Posted by fidest press agency su martedì, 25 dicembre 2018

Catania. Dalle ore 08:50 locali di ieri è in corso un intenso sciame sismico sul vulcano Etna. Nelle prime tre ore sono avvenute oltre 130 scosse sismiche, le maggiori delle quali sono state di magnitudo Ml = 4.0 (alle ore 13:08, localizzata nella zona di Piano Pernicana, fianco NE del vulcano, a 2 km profondità e 6 km a W di Zafferana Etnea) e Ml 3.9 (localizzata nella zona di Monte Palestra fianco NO del vulcano).L’attività sismica è stata accompagnata da un graduale incremento del degassamento dall’area craterica sommitale, inizialmente con sporadiche emissioni di cenere emesse dalla Bocca Nuova e dal Cratere di Nord-Est, che sono culminate alle ore 12.00 circa in un denso e continuo pennacchio di cenere scura. Dopo circa cinque minuti è iniziata un’intensa attività stromboliana localizzata alla base meridionale del Nuovo Cratere di Sud-Est, probabilmente scaturita da una fessura eruttiva.
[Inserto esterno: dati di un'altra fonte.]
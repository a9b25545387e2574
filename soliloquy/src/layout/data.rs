// Copyright 2026 the Soliloquy Authors
// SPDX-License-Identifier: Apache-2.0 OR MIT

//! Glyph buffer types.

use core::ops::Range;
use std::sync::Arc;

use crate::embed::EmbedId;
use crate::shape::{FontInstance, ShapeParams};

/// Line-break eligibility of one glyph.
#[derive(Copy, Clone, Default, PartialEq, Eq, Debug)]
#[repr(u8)]
pub enum BreakClass {
    /// No break at this glyph.
    #[default]
    Keep,
    /// A space: a line may end here. When it does, the space hangs - its
    /// advance is excluded from the measured line width.
    Space,
    /// A line may begin with this glyph (break permitted before it).
    Before,
    /// A line always ends after this glyph.
    Mandatory,
}

/// What a glyph renders as.
#[derive(Copy, Clone, PartialEq, Eq, Debug)]
pub enum GlyphKind {
    /// A shaped character.
    Char(char),
    /// An embedded object, sitting on the baseline.
    Embed(EmbedId),
}

/// A shaped, positionable unit: a character or embedded object with advance
/// metrics, break classification and, after placement, a final position.
///
/// Glyphs preserve source order; bidirectional reordering is not performed.
#[derive(Clone, Copy, PartialEq, Debug)]
pub struct Glyph {
    /// What this glyph renders as.
    pub kind: GlyphKind,
    /// Index into the layout's segment table. Only meaningful for
    /// [`GlyphKind::Char`] glyphs.
    pub style_index: u16,
    /// Horizontal advance in pixels.
    pub advance: f32,
    /// Distance from the baseline to the glyph's top extent.
    pub ascent: f32,
    /// Distance from the baseline to the glyph's bottom extent.
    pub descent: f32,
    /// Break eligibility assigned by the annotation pass.
    pub break_class: BreakClass,
    /// Final line index within the layout.
    pub line: u32,
    /// Final x position.
    pub x: f32,
    /// Final baseline y position.
    pub y: f32,
    /// Order in which the glyph becomes visible during staggered reveal;
    /// zero means "shown immediately".
    pub reveal_index: u32,
}

impl Glyph {
    pub(crate) fn new(
        kind: GlyphKind,
        style_index: u16,
        advance: f32,
        ascent: f32,
        descent: f32,
    ) -> Self {
        Self {
            kind,
            style_index,
            advance,
            ascent,
            descent,
            break_class: BreakClass::Keep,
            line: 0,
            x: 0.0,
            y: 0.0,
            reveal_index: 0,
        }
    }
}

/// How a run's glyphs are drawn.
pub(crate) enum RunSource {
    Styled {
        font: Arc<dyn FontInstance>,
        params: ShapeParams,
        style_index: u16,
    },
    Embed(EmbedId),
}

/// One segmenter run after shaping: a draw source plus the range of glyphs
/// it produced.
pub(crate) struct RunData {
    pub(crate) source: RunSource,
    pub(crate) glyphs: Range<usize>,
}
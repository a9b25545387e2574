// Copyright 2026 the Soliloquy Authors
// SPDX-License-Identifier: Apache-2.0 OR MIT

mod test_segment;
mod utils;
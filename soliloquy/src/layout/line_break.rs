// Copyright 2026 the Soliloquy Authors
// SPDX-License-Identifier: Apache-2.0 OR MIT

//! Break annotation and greedy line breaking.

use super::data::{BreakClass, Glyph, GlyphKind};

/// Characters that must not begin a line when word-boundary breaking is in
/// use; a space followed by one of these is not a break opportunity.
const NO_LINE_START: &[char] = &['.', ',', ';', ':', '!', '?', ')', ']', '}'];

/// Tags each glyph with its break eligibility, using word-boundary rules for
/// left-to-right scripts: spaces are break opportunities (and hang at line
/// ends), embeds permit a break on either side, everything else is kept.
pub(crate) fn annotate_western(glyphs: &mut [Glyph]) {
    for i in 0..glyphs.len() {
        glyphs[i].break_class = match glyphs[i].kind {
            GlyphKind::Char(' ') => BreakClass::Space,
            GlyphKind::Embed(_) => BreakClass::Before,
            GlyphKind::Char(_) => {
                if i > 0 && matches!(glyphs[i - 1].kind, GlyphKind::Embed(_)) {
                    BreakClass::Before
                } else {
                    BreakClass::Keep
                }
            }
        };
    }
    // A space only counts as an opportunity if the next glyph may start a
    // line; leading punctuation must not be orphaned.
    for i in 0..glyphs.len().saturating_sub(1) {
        if glyphs[i].break_class == BreakClass::Space {
            if let GlyphKind::Char(c) = glyphs[i + 1].kind {
                if NO_LINE_START.contains(&c) {
                    glyphs[i].break_class = BreakClass::Keep;
                }
            }
        }
    }
}

/// Greedily partitions one paragraph's glyphs into lines, writing each
/// glyph's line index. Returns the line count.
///
/// The first line is at most `first_advance` wide and every later line at
/// most `rest_advance`, so callers can charge indentation against the line
/// it applies to. Glyphs accumulate onto the current line until the next
/// would overflow; the breaker then backs up to the most recent eligible
/// break point, or breaks immediately before the overflowing glyph if there
/// is none. A single glyph wider than the budget occupies its own line.
/// Trailing spaces hang and never force a break. The partition is a
/// deterministic function of advances, classes and widths, so re-breaking an
/// already broken paragraph reproduces identical boundaries.
pub(crate) fn break_greedy(glyphs: &mut [Glyph], first_advance: f32, rest_advance: f32) -> u32 {
    let mut max_advance = first_advance;
    let mut line: u32 = 0;
    // First glyph of the line being built.
    let mut line_start: usize = 0;
    // Where the next line would start if we broke at the most recent
    // eligible break point.
    let mut candidate: Option<usize> = None;
    let mut x = 0.0_f32;
    let mut i = 0;

    while i < glyphs.len() {
        match glyphs[i].break_class {
            BreakClass::Mandatory => {
                glyphs[i].line = line;
                line += 1;
                line_start = i + 1;
                candidate = None;
                x = 0.0;
                max_advance = rest_advance;
                i += 1;
            }
            BreakClass::Space => {
                // Spaces always fit: a space ending a line hangs past the
                // limit rather than wrapping.
                glyphs[i].line = line;
                x += glyphs[i].advance;
                candidate = Some(i + 1);
                i += 1;
            }
            class => {
                if class == BreakClass::Before && i > line_start {
                    candidate = Some(i);
                }
                let next_x = x + glyphs[i].advance;
                if next_x <= max_advance || i == line_start {
                    // Fits, or is an oversized glyph at the start of its
                    // line and gets the line to itself.
                    glyphs[i].line = line;
                    x = next_x;
                    i += 1;
                } else if let Some(start) = candidate.take() {
                    // Back up to the break point and re-lay the glyphs after
                    // it onto a fresh line.
                    line += 1;
                    line_start = start;
                    x = 0.0;
                    max_advance = rest_advance;
                    i = start;
                } else {
                    // No eligible break point on this line: break
                    // immediately before the overflowing glyph.
                    line += 1;
                    line_start = i;
                    x = 0.0;
                    max_advance = rest_advance;
                }
            }
        }
    }

    // A trailing mandatory break leaves `line` pointing past the last glyph;
    // count only the lines that received one.
    match glyphs.last() {
        Some(last) => last.line + 1,
        None => 0,
    }
}
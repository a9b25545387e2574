// Copyright 2026 the Soliloquy Authors
// SPDX-License-Identifier: Apache-2.0 OR MIT

//! Layout types and orchestration.

mod data;
mod line_break;
mod place;

pub use data::{BreakClass, Glyph, GlyphKind};
pub(crate) use data::{RunData, RunSource};

use core::fmt;

use tiny_skia::Pixmap;
use tracing::{debug, warn};

use crate::composite;
use crate::embed::EmbedHost;
use crate::error::LayoutError;
use crate::resolve::{self, SegmentKind};
use crate::shape::{FontContext, ShapeParams};
use crate::style::{Alignment, StyleSet, TextStyle};
use crate::token::{self, Content};

/// A finished layout of one text object at one fixed (width, height) budget:
/// the rasterized image plus the glyph stream and metadata it was built
/// from.
///
/// A `Layout` is immutable after construction. Re-laying out for a new
/// budget means discarding it and building a fresh one; no partially built
/// layout is ever exposed.
pub struct Layout {
    requested: (u32, u32),
    image: Pixmap,
    segments: Vec<TextStyle>,
    runs: Vec<RunData>,
    glyphs: Vec<Glyph>,
    hyperlink_targets: Vec<String>,
    start_run: Option<usize>,
    line_count: u32,
}

impl Layout {
    /// Runs the full pipeline for `content` within a `width` x `height`
    /// pixel budget: tokenize, segment, shape, break, place, composite.
    ///
    /// `focused` is the id of the currently focused hyperlink, if any.
    /// Any failure aborts the whole layout; there is no partial recovery.
    pub fn new(
        content: &[Content],
        styles: &StyleSet,
        fonts: &FontContext,
        embeds: &dyn EmbedHost,
        focused: Option<u32>,
        width: u32,
        height: u32,
    ) -> Result<Self, LayoutError> {
        let (passes, borders) = composite::figure_passes(styles);
        // Outline and shadow margins come out of the width available for
        // line breaking, and each line is also charged its own indent.
        let max_advance = (width as f32 - borders.x()).max(1.0);
        let first_advance = (max_advance - styles.first_indent).max(1.0);
        let rest_advance = (max_advance - styles.rest_indent).max(1.0);

        let tokens = token::tokenize(content)?;
        let segmented = resolve::segment(&tokens, styles, focused)?;
        debug!(
            tokens = tokens.len(),
            paragraphs = segmented.paragraphs.len(),
            "segmented text"
        );

        let mut segments: Vec<TextStyle> = Vec::new();
        let mut runs: Vec<RunData> = Vec::new();
        let mut glyphs: Vec<Glyph> = Vec::new();
        let mut paragraph_bounds: Vec<(usize, usize)> = Vec::new();

        let justify = styles.alignment == Alignment::Justified;
        let paragraph_spacing = styles.paragraph_spacing.unwrap_or(styles.line_spacing);
        let mut maxx = 0.0_f32;
        let mut y = 0.0_f32;
        let mut line_base = 0_u32;

        for (index, paragraph) in segmented.paragraphs.iter().enumerate() {
            let paragraph_start = glyphs.len();

            for run in paragraph {
                let run_start = glyphs.len();
                let source = match &run.segment {
                    SegmentKind::Styled(style) => {
                        let font = fonts.get_font(&style.font)?;
                        let params = ShapeParams {
                            size: style.size,
                            bold: style.bold,
                            italic: style.italic,
                            outline_width: 0.0,
                        };
                        let style_index = segments.len() as u16;
                        segments.push(style.clone());
                        for shaped in font.shape(&params, &run.text) {
                            glyphs.push(Glyph::new(
                                GlyphKind::Char(shaped.ch),
                                style_index,
                                shaped.advance,
                                shaped.ascent,
                                shaped.descent,
                            ));
                        }
                        RunSource::Styled {
                            font,
                            params,
                            style_index,
                        }
                    }
                    SegmentKind::Embed(id) => {
                        let (w, h) = embeds.measure(*id).ok_or_else(|| {
                            LayoutError::UnsupportedContent(format!("embedded object {id:?}"))
                        })?;
                        glyphs.push(Glyph::new(GlyphKind::Embed(*id), 0, w, h, 0.0));
                        RunSource::Embed(*id)
                    }
                };
                runs.push(RunData {
                    source,
                    glyphs: run_start..glyphs.len(),
                });
            }

            let paragraph_glyphs = &mut glyphs[paragraph_start..];
            line_break::annotate_western(paragraph_glyphs);
            let lines = line_break::break_greedy(paragraph_glyphs, first_advance, rest_advance);
            let line_width = place::place_horizontal(
                paragraph_glyphs,
                styles.first_indent,
                styles.rest_indent,
                justify,
                max_advance,
            );
            maxx = maxx.max(line_width);

            if index > 0 {
                y += paragraph_spacing;
            }
            y = place::place_vertical(paragraph_glyphs, y, styles.line_spacing);

            for glyph in paragraph_glyphs.iter_mut() {
                glyph.line += line_base;
            }
            line_base += lines;
            paragraph_bounds.push((paragraph_start, glyphs.len()));
        }

        for &(start, end) in &paragraph_bounds {
            place::align_lines(&mut glyphs[start..end], styles.alignment, maxx);
        }

        // Number glyphs for staggered reveal: everything before the start
        // marker is shown instantly.
        let mut next_reveal = 1_u32;
        for (index, run) in runs.iter().enumerate() {
            let instant = segmented.start_run.is_some_and(|boundary| index < boundary);
            for glyph in &mut glyphs[run.glyphs.clone()] {
                glyph.reveal_index = if instant {
                    0
                } else {
                    let reveal = next_reveal;
                    next_reveal += 1;
                    reveal
                };
            }
        }

        let image_width = (maxx + borders.x()).ceil().max(1.0) as u32;
        let image_height = (y + borders.y()).ceil().max(1.0) as u32;
        if image_width > width || image_height > height {
            warn!(
                image_width,
                image_height, width, height, "laid out text overflows its size budget"
            );
        }
        let mut image = Pixmap::new(image_width, image_height).ok_or_else(|| {
            LayoutError::UnsupportedContent(format!(
                "a {image_width}x{image_height} pixel surface"
            ))
        })?;

        composite::draw_all(
            &mut image, &passes, borders, &runs, &glyphs, &segments, embeds,
        );
        debug!(
            width = image_width,
            height = image_height,
            lines = line_base,
            "layout complete"
        );

        Ok(Self {
            requested: (width, height),
            image,
            segments,
            runs,
            glyphs,
            hyperlink_targets: segmented.hyperlink_targets,
            start_run: segmented.start_run,
            line_count: line_base,
        })
    }

    /// The (width, height) budget this layout was built for.
    pub fn budget(&self) -> (u32, u32) {
        self.requested
    }

    /// Width of the finished image in pixels.
    pub fn width(&self) -> u32 {
        self.image.width()
    }

    /// Height of the finished image in pixels.
    pub fn height(&self) -> u32 {
        self.image.height()
    }

    /// The rasterized image.
    pub fn image(&self) -> &Pixmap {
        &self.image
    }

    /// The positioned glyph stream, in source order.
    pub fn glyphs(&self) -> &[Glyph] {
        &self.glyphs
    }

    /// The segment table glyphs index into via [`Glyph::style_index`].
    pub fn segments(&self) -> &[TextStyle] {
        &self.segments
    }

    /// Number of lines across all paragraphs.
    pub fn line_count(&self) -> u32 {
        self.line_count
    }

    /// Hyperlink targets in id order; id `n` is at index `n - 1`.
    pub fn hyperlink_targets(&self) -> &[String] {
        &self.hyperlink_targets
    }

    /// Looks up a hyperlink target by id.
    pub fn hyperlink_target(&self, id: u32) -> Option<&str> {
        self.hyperlink_targets
            .get(id.checked_sub(1)? as usize)
            .map(String::as_str)
    }

    /// Count of runs revealed instantly before staggered reveal begins, if a
    /// `{_start}` marker was present.
    pub fn start_run(&self) -> Option<usize> {
        self.start_run
    }
}

impl fmt::Debug for Layout {
    fn fmt(&self, f: &mut fmt::Formatter<'_>) -> fmt::Result {
        f.debug_struct("Layout")
            .field("requested", &self.requested)
            .field("size", &(self.width(), self.height()))
            .field("glyphs", &self.glyphs.len())
            .field("lines", &self.line_count)
            .field("hyperlink_targets", &self.hyperlink_targets)
            .field("start_run", &self.start_run)
            .finish_non_exhaustive()
    }
}
// Copyright 2026 the Soliloquy Authors
// SPDX-License-Identifier: Apache-2.0 OR MIT

//! Rich styling support.

mod set;

pub use set::{LinkStyle, StyleSet};

use peniko::Color;
use peniko::color::palette;

/// Horizontal alignment of lines.
#[derive(Copy, Clone, Default, PartialEq, Eq, Debug)]
#[repr(u8)]
pub enum Alignment {
    /// Align each line to the left edge.
    #[default]
    Start,
    /// Align each line centered within the widest line.
    Middle,
    /// Align each line to the right edge.
    End,
    /// Justify each line by stretching inter-word spaces, except for the
    /// last line of a paragraph.
    Justified,
}

/// One outline stroke: width, optional override color and (x, y) offset.
///
/// A `color` of `None` means "use each segment's own outline color".
#[derive(Clone, Copy, PartialEq, Debug)]
pub struct Outline {
    /// Stroke width in pixels.
    pub width: f32,
    /// Override color for this stroke.
    pub color: Option<Color>,
    /// Horizontal offset of the stroke.
    pub dx: f32,
    /// Vertical offset of the stroke.
    pub dy: f32,
}

/// A snapshot of every attribute that affects how a run of text is shaped
/// and drawn.
///
/// Segments form a logical stack during segmentation: pushing copies the
/// current top and overrides individual fields, popping reverts to the
/// parent. Snapshots are never mutated after they are attached to a run, so
/// sibling runs cannot alias each other's styles.
#[derive(Clone, PartialEq, Debug)]
pub struct TextStyle {
    /// Font identifier, resolved by the font service.
    pub font: String,
    /// Font size.
    pub size: i32,
    /// Bold synthesis/selection.
    pub bold: bool,
    /// Italic synthesis/selection.
    pub italic: bool,
    /// Underline decoration.
    pub underline: bool,
    /// Strikethrough decoration.
    pub strikethrough: bool,
    /// Fill color.
    pub color: Color,
    /// Color used for outline passes that carry no override color.
    pub outline_color: Color,
    /// Hyperlink id, `None` when this segment is not part of a link.
    pub hyperlink: Option<u32>,
}

impl Default for TextStyle {
    fn default() -> Self {
        Self {
            font: String::from("sans-serif"),
            size: 16,
            bold: false,
            italic: false,
            underline: false,
            strikethrough: false,
            color: palette::css::WHITE,
            outline_color: palette::css::BLACK,
            hyperlink: None,
        }
    }
}
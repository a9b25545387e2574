// Copyright 2026 the Soliloquy Authors
// SPDX-License-Identifier: Apache-2.0 OR MIT

//! Outline and drop-shadow compositing.
//!
//! Rendering a layout is an ordered list of draw passes over the same glyph
//! stream: drop shadows first, then outline strokes, then exactly one fill
//! pass that uses each segment's own color. Later passes draw over earlier
//! ones, so the fill always sits visually on top.

use peniko::Color;
use tiny_skia::Pixmap;

use crate::embed::EmbedHost;
use crate::layout::{Glyph, RunData, RunSource};
use crate::style::{StyleSet, TextStyle};

/// One compositing draw of every glyph at a given stroke width, offset and
/// optional color override.
#[derive(Clone, Copy, PartialEq, Debug)]
pub(crate) struct DrawPass {
    /// Outline stroke width; zero for shadow and fill passes.
    pub(crate) width: f32,
    /// Color override; `None` means "use each segment's own color".
    pub(crate) color: Option<Color>,
    /// Horizontal offset of the pass.
    pub(crate) dx: f32,
    /// Vertical offset of the pass.
    pub(crate) dy: f32,
}

impl DrawPass {
    /// Whether this is the final fill pass.
    pub(crate) fn is_fill(&self) -> bool {
        self.width == 0.0 && self.color.is_none() && self.dx == 0.0 && self.dy == 0.0
    }
}

/// Extra pixel margins the pass list requires around the glyph-ink box:
/// wide outlines and offset shadows extend the image beyond it.
#[derive(Clone, Copy, Default, PartialEq, Debug)]
pub(crate) struct Borders {
    /// Margin on the left edge.
    pub(crate) left: f32,
    /// Margin on the right edge.
    pub(crate) right: f32,
    /// Margin on the top edge.
    pub(crate) top: f32,
    /// Margin on the bottom edge.
    pub(crate) bottom: f32,
}

impl Borders {
    /// Total horizontal margin.
    pub(crate) fn x(&self) -> f32 {
        self.left + self.right
    }

    /// Total vertical margin.
    pub(crate) fn y(&self) -> f32 {
        self.top + self.bottom
    }
}

/// Computes the ordered pass list for a style environment, together with the
/// border the union of all passes requires.
///
/// The list always ends with exactly one fill pass (override color `None`,
/// zero width and offset); with no outlines or shadows configured, that fill
/// pass is the whole list and the borders are zero.
pub(crate) fn figure_passes(styles: &StyleSet) -> (Vec<DrawPass>, Borders) {
    let fill = DrawPass {
        width: 0.0,
        color: None,
        dx: 0.0,
        dy: 0.0,
    };

    if styles.outlines.is_empty() && styles.drop_shadows.is_empty() {
        return (vec![fill], Borders::default());
    }

    let mut passes = Vec::new();
    for &(dx, dy) in &styles.drop_shadows {
        passes.push(DrawPass {
            width: 0.0,
            color: Some(styles.drop_shadow_color),
            dx,
            dy,
        });
    }
    for outline in &styles.outlines {
        passes.push(DrawPass {
            width: outline.width,
            color: outline.color,
            dx: outline.dx,
            dy: outline.dy,
        });
    }

    let mut left = 0.0_f32;
    let mut right = 0.0_f32;
    let mut top = 0.0_f32;
    let mut bottom = 0.0_f32;
    for pass in &passes {
        left = left.min(pass.dx - pass.width);
        right = right.max(pass.dx + pass.width);
        top = top.min(pass.dy - pass.width);
        bottom = bottom.max(pass.dy + pass.width);
    }

    passes.push(fill);
    (
        passes,
        Borders {
            left: -left,
            right,
            top: -top,
            bottom,
        },
    )
}

/// Executes the pass list in order, drawing every run's glyphs onto
/// `surface`. Embedded objects ignore shadow and outline passes.
pub(crate) fn draw_all(
    surface: &mut Pixmap,
    passes: &[DrawPass],
    borders: Borders,
    runs: &[RunData],
    glyphs: &[Glyph],
    segments: &[TextStyle],
    embeds: &dyn EmbedHost,
) {
    for pass in passes {
        for run in runs {
            match &run.source {
                RunSource::Styled {
                    font,
                    params,
                    style_index,
                } => {
                    let segment = &segments[*style_index as usize];
                    let color = pass.color.unwrap_or(if pass.width > 0.0 {
                        segment.outline_color
                    } else {
                        segment.color
                    });
                    let mut params = *params;
                    params.outline_width = pass.width;
                    // The stroker expands glyphs leftward by the stroke
                    // width; compensate so outlines stay centered.
                    font.draw(
                        surface,
                        borders.left + pass.dx - pass.width,
                        borders.top + pass.dy,
                        color,
                        &glyphs[run.glyphs.clone()],
                        &params,
                    );
                }
                RunSource::Embed(id) => {
                    if pass.is_fill() {
                        for glyph in &glyphs[run.glyphs.clone()] {
                            embeds.draw(
                                surface,
                                *id,
                                borders.left + glyph.x,
                                borders.top + glyph.y - glyph.ascent,
                            );
                        }
                    }
                }
            }
        }
    }
}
Contemporaneamente l’attività stromboliana è ulteriormente incrementata anche alla Bocca Nuova e al Cratere di Nord-Est.Alle ore 12.01 locali la Sala Operativa dell’Osservatorio Etneo (OE-INGV) ha diramato il comunicato VONA ROSSO per emissione di cenere, indirizzato alle autorità aeronautiche.Le reti geodediche GPS e clinometriche mostrano vistose deformazioni dell’area sommitale.L’Osservatorio Etneo sta continuamente monitorando l’evolversi dei fenomeni in stretto contatto con il Dipartimento della Protezione Civile (DPC) e tutte le Autorità di Protezione Civile.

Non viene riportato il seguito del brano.